I have a group of 4 mice who live together in a very large tank. They have been very happy with this wooden house that they fill with torn up tp and then bank up the sides with the substrate on the outside. Today when I looked in this morning they have moved all the nest from the wooden box to the opposite side of the tank. Why would they do that. They have lived in this tank for 3 months. They have had various 'houses' as eventually I chuck them because they've either chewed them to bits or they stink. Point being they like being at the other side of the tank because I put paper over that end to make it darker for them. They've took all the paper from inside the house and are nesting in the open. Any clues what this is about ?


----------



## Cait (Oct 3, 2008)

It's absolutely nothing to worry about, mice do odd things sometimes :roll: Just like people they get bored or want to try something new.
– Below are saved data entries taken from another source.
use serde::{Deserialize, Serialize};

use crate::config::{DEFAULT_BASE_LOCKOUT_SECS, DEFAULT_MAX_RETRY_COUNT, MAX_LOCKOUT_SECS};

#[derive(Debug, Clone, Copy, PartialEq, Eq, Serialize, Deserialize)]
pub struct LockoutPolicy {
    /// Consecutive failures allowed before a lockout starts.
    pub max_retry_count:   u32,
    /// First lockout length; each further lockout doubles it.
    pub base_lockout_secs: u64,
}

impl Default for LockoutPolicy {
    fn default() -> Self {
        Self {
            max_retry_count: DEFAULT_MAX_RETRY_COUNT,
            base_lockout_secs: DEFAULT_BASE_LOCKOUT_SECS,
        }
    }
}

/// Failed-attempt bookkeeping that outlives any single ceremony.
#[derive(Debug, Clone, Default, Serialize, Deserialize)]
pub struct LockoutCounter {
    policy:               LockoutPolicy,
    consecutive_failures: u32,
    lockouts:             u32,
    locked_until:         Option<u64>,
}

impl LockoutCounter {
    pub fn new(policy: LockoutPolicy) -> Self {
        Self {
            policy: LockoutPolicy {
                max_retry_count: policy.max_retry_count.max(1),
                ..policy
            },
            ..Self::default()
        }
    }

    /// Keep the recorded failures but apply a new policy.
    pub fn with_policy(self, policy: LockoutPolicy) -> Self {
        Self {
            policy: Self::new(policy).policy,
            ..self
        }
    }

    pub fn policy(&self) -> LockoutPolicy {
        self.policy
    }

    /// Seconds left in the current lockout, 0 when not locked.
    pub fn remaining_secs(&self, now: u64) -> u64 {
        self.locked_until.map_or(0, |until| until.saturating_sub(now))
    }

    pub fn attempts_remaining(&self) -> u32 {
        self.policy.max_retry_count.saturating_sub(self.consecutive_failures)
    }

    /// Record the outcome of one attempt. Returns the lockout length when
    /// this failure starts a new lockout.
    pub fn report_attempt(&mut self, success: bool, now: u64) -> Option<u64> {
        if success {
            self.consecutive_failures = 0;
            self.lockouts = 0;
            self.locked_until = None;
            return None;
        }
        self.consecutive_failures += 1;
        if self.consecutive_failures < self.policy.max_retry_count {
            return None;
        }
        self.consecutive_failures = 0;
        self.lockouts += 1;
        let factor = 1u64.checked_shl(self.lockouts - 1).unwrap_or(u64::MAX);
        let secs = self
            .policy
            .base_lockout_secs
            .saturating_mul(factor)
            .min(MAX_LOCKOUT_SECS);
        self.locked_until = Some(now.saturating_add(secs));
        tracing::warn!(secs, lockouts = self.lockouts, "Verification locked out");
        Some(secs)
    }
}

#[cfg(test)]
mod tests {
    use super::*;

    fn counter() -> LockoutCounter {
        LockoutCounter::new(LockoutPolicy { max_retry_count: 3, base_lockout_secs: 10 })
    }

    #[test]
    fn locks_after_max_retries_and_doubles() {
        let mut c = counter();
        assert_eq!(c.report_attempt(false, 100), None);
        assert_eq!(c.report_attempt(false, 100), None);
        assert_eq!(c.attempts_remaining(), 1);
        assert_eq!(c.report_attempt(false, 100), Some(10));
        assert_eq!(c.remaining_secs(104), 6);
        assert_eq!(c.remaining_secs(200), 0);

        for _ in 0..2 {
            c.report_attempt(false, 200);
        }
        assert_eq!(c.report_attempt(false, 200), Some(20));
    }

    #[test]
    fn success_resets() {
        let mut c = counter();
        c.report_attempt(false, 0);
        c.report_attempt(false, 0);
        c.report_attempt(true, 0);
        assert_eq!(c.attempts_remaining(), 3);
        assert_eq!(c.remaining_secs(0), 0);
    }

    #[test]
    fn lockout_is_capped() {
        let mut c = LockoutCounter::new(LockoutPolicy { max_retry_count: 1, base_lockout_secs: u64::MAX / 2 });
        c.report_attempt(false, 0);
        assert_eq!(c.report_attempt(false, 0), Some(MAX_LOCKOUT_SECS));
    }
}
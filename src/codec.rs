//! Unpadded base64url helpers used for credential IDs, user handles and
//! challenges.

use base64::Engine;
use base64::engine::general_purpose::STANDARD;
use rand::RngCore;
use rand::rngs::OsRng;

#[derive(Debug, thiserror::Error)]
pub enum CodecError {
    #[error("base64url decode: {0}")]
    Decode(String),
    #[error("secure random source unavailable: {0}")]
    RandomSource(String),
}

/// Standard base64 with `+`→`-`, `/`→`_` and trailing `=` stripped.
pub fn encode(bytes: &[u8]) -> String {
    STANDARD
        .encode(bytes)
        .trim_end_matches('=')
        .replace('+', "-")
        .replace('/', "_")
}

/// Reverse of [`encode`]: swap the URL-safe characters back, re-pad to a
/// multiple of four and run the standard decoder.
pub fn decode(text: &str) -> Result<Vec<u8>, CodecError> {
    if text.contains(['+', '/']) {
        return Err(CodecError::Decode("non-url-safe character".into()));
    }
    let mut standard = text.replace('-', "+").replace('_', "/");
    // A single leftover character can never encode a whole byte.
    if standard.len() % 4 == 1 {
        return Err(CodecError::Decode(format!("impossible length {}", text.len())));
    }
    while standard.len() % 4 != 0 {
        standard.push('=');
    }
    STANDARD
        .decode(standard.as_bytes())
        .map_err(|e| CodecError::Decode(e.to_string()))
}

/// Fill `len` bytes from the OS secure random source.
pub fn random_bytes(len: usize) -> Result<Vec<u8>, CodecError> {
    let mut buf = vec![0u8; len];
    OsRng
        .try_fill_bytes(&mut buf)
        .map_err(|e| CodecError::RandomSource(e.to_string()))?;
    Ok(buf)
}

/// `len` random bytes, base64url-encoded.
pub fn random_token(len: usize) -> Result<String, CodecError> {
    let mut bytes = random_bytes(len)?;
    let token = encode(&bytes);
    zeroize::Zeroize::zeroize(&mut bytes);
    Ok(token)
}

#[cfg(test)]
mod tests {
    use super::*;

    #[test]
    fn encode_known_vectors() {
        assert_eq!(encode(b""), "");
        assert_eq!(encode(b"hello"), "aGVsbG8");
        assert_eq!(encode(b"hi"), "aGk");
        assert_eq!(encode(&[0xfb, 0xff]), "-_8");
    }

    #[test]
    fn roundtrip_every_length_up_to_64() {
        for len in 0..64usize {
            let data: Vec<u8> = (0..len).map(|i| (i * 37 % 256) as u8).collect();
            let text = encode(&data);
            assert!(!text.contains(['+', '/', '=']), "len {len}: {text}");
            assert_eq!(decode(&text).unwrap(), data, "len {len}");
        }
    }

    #[test]
    fn decode_rejects_garbage() {
        assert!(decode("aGVsbG8@").is_err());
        assert!(decode("!!!").is_err());
        assert!(decode("a").is_err());
        assert!(decode("ab+/").is_err());
    }

    #[test]
    fn random_token_length() {
        let t = random_token(16).unwrap();
        assert_eq!(t.len(), 22);
        assert_ne!(t, random_token(16).unwrap());
        assert_eq!(decode(&t).unwrap().len(), 16);
    }
}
It could even be to do with the change in weather - now it's warmer they want to be in a cooler spot.


----------



## Peteyandthegang (Jan 20, 2009)

Nest making is basically all ours do :roll: :lol: Crazy things are happy all day if you scatter shredded paper and bits of rope about, they carry them into the new nest site, only to realise once its finished that the spot is rubbish, they then move it all somewhere else, and so it goes on until cleaning out time! :lol: Keeps em occupied and the seem to have fun with it


----------